Elle est bonne à tout, sauf à répondre à mes questions, et dès que tu lui demandes une réponse un peu précise, sa parade est qu’elle ne va pas me répondre parce que de toute façon, je ne serai pas d’accord avec sa réponse… Ah, ces salopes d’opposition qui osent s’opposer !
Et cette grosse poucave de mairie de Savigny m’a balancé auprès de la Commission d’accès aux documents administratifs, qui a constaté, « des éléments portés à sa connaissance » que je publiais les « bulletins de salaire, sans toutefois procéder à une réelle anonymisation, et en accompagnant ces bulletins de commentaires désobligeants visant nommément les bénéficiaires de ces salaires. »
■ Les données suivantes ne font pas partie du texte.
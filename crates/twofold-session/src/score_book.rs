//! Running score, best score and round counter, with write-through to an
//! optional score file.

use std::path::PathBuf;

use log::info;

use twofold_core::state::ScoreView;

use crate::persistence::{self, PersistenceError, ScoreRecord};

#[derive(Debug, Clone)]
pub struct ScoreBook {
    score: u64,
    best: u64,
    played_round: u64,
    /// Score file. `None` keeps everything in memory.
    path: Option<PathBuf>,
}

impl ScoreBook {
    /// Open a book backed by `path`, loading any stored record.
    pub fn open(path: Option<PathBuf>) -> Result<Self, PersistenceError> {
        let record = match &path {
            Some(p) => persistence::load_record(p)?,
            None => ScoreRecord::default(),
        };
        Ok(Self {
            score: 0,
            best: record.best_score,
            played_round: record.played_round,
            path,
        })
    }

    pub fn score(&self) -> u64 {
        self.score
    }

    pub fn best(&self) -> u64 {
        self.best
    }

    pub fn played_round(&self) -> u64 {
        self.played_round
    }

    pub fn view(&self) -> ScoreView {
        ScoreView {
            score: self.score,
            best: self.best,
            played_round: self.played_round,
        }
    }

    pub fn record(&self) -> ScoreRecord {
        ScoreRecord {
            best_score: self.best,
            played_round: self.played_round,
        }
    }

    /// Mirror the engine's running score.
    pub fn set_score(&mut self, score: u64) {
        self.score = score;
    }

    /// Promote the running score to best when it matches or beats it, and
    /// persist. Returns whether the best score strictly increased.
    pub fn check_highscore(&mut self) -> Result<bool, PersistenceError> {
        if self.score < self.best {
            return Ok(false);
        }
        let improved = self.score > self.best;
        self.best = self.score;
        self.save()?;
        if improved {
            info!("new best score: {}", self.best);
        }
        Ok(improved)
    }

    /// Count the current round as played.
    pub fn record_round_played(&mut self) -> Result<(), PersistenceError> {
        self.played_round += 1;
        info!("rounds played: {}", self.played_round);
        self.save()
    }

    /// Next round: advance the counter and zero the running score.
    pub fn start_new_game(&mut self) -> Result<(), PersistenceError> {
        self.played_round += 1;
        self.score = 0;
        self.save()
    }

    /// Zero score, best score and round counter.
    pub fn reset_all(&mut self) -> Result<(), PersistenceError> {
        self.score = 0;
        self.best = 0;
        self.played_round = 0;
        self.save()
    }

    fn save(&self) -> Result<(), PersistenceError> {
        match &self.path {
            Some(path) => persistence::save_record(path, &self.record()),
            None => Ok(()),
        }
    }
}

#[cfg(test)]
mod tests {
    use super::*;
    use std::fs;

    #[test]
    fn in_memory_book_starts_at_zero() {
        let book = ScoreBook::open(None).unwrap();
        assert_eq!(book.view(), ScoreView::default());
    }

    #[test]
    fn highscore_follows_running_score() {
        let mut book = ScoreBook::open(None).unwrap();
        book.set_score(16);
        assert!(book.check_highscore().unwrap());
        assert_eq!(book.best(), 16);

        // Equal score keeps the best but is not an improvement.
        assert!(!book.check_highscore().unwrap());

        book.start_new_game().unwrap();
        assert_eq!(book.score(), 0);
        book.set_score(8);
        assert!(!book.check_highscore().unwrap());
        assert_eq!(book.best(), 16);
    }

    #[test]
    fn new_game_and_reset_bookkeeping() {
        let mut book = ScoreBook::open(None).unwrap();
        book.start_new_game().unwrap();
        book.start_new_game().unwrap();
        book.record_round_played().unwrap();
        assert_eq!(book.played_round(), 3);

        book.set_score(100);
        book.check_highscore().unwrap();
        book.reset_all().unwrap();
        assert_eq!(book.view(), ScoreView::default());
    }

    #[test]
    fn book_writes_through_to_file() {
        let dir = std::env::temp_dir().join("twofold_test_book_file");
        let _ = fs::remove_dir_all(&dir);
        let path = persistence::score_path(&dir);

        let mut book = ScoreBook::open(Some(path.clone())).unwrap();
        book.set_score(64);
        book.check_highscore().unwrap();
        book.start_new_game().unwrap();

        let reopened = ScoreBook::open(Some(path)).unwrap();
        assert_eq!(reopened.best(), 64);
        assert_eq!(reopened.played_round(), 1);
        assert_eq!(reopened.score(), 0);

        let _ = fs::remove_dir_all(&dir);
    }
}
Sauf que j’ai le droit de le faire, dans la mesure où il s’agit d’une démarche journalistique, intéressant un personnage public (cf le droit européen et la jurisprudence conventionnelle), mais enfin bon…
D’autant que les bulletins sont censés avoir été anonymisés à leur communication, donc on se demande bien qui n’a pas fait son travail…
Et donc je suppose, parce que cela m’apparaît tellement évident, que ce fraudeur de MEHLHORN, qui a quand même publié un tract départemental vantant son action pendant la crise Covid, alors que c’est rigoureusement interdit, en a déduit que j’avais violé sa vie privée, et qu’il me cite à comparaître pour cela.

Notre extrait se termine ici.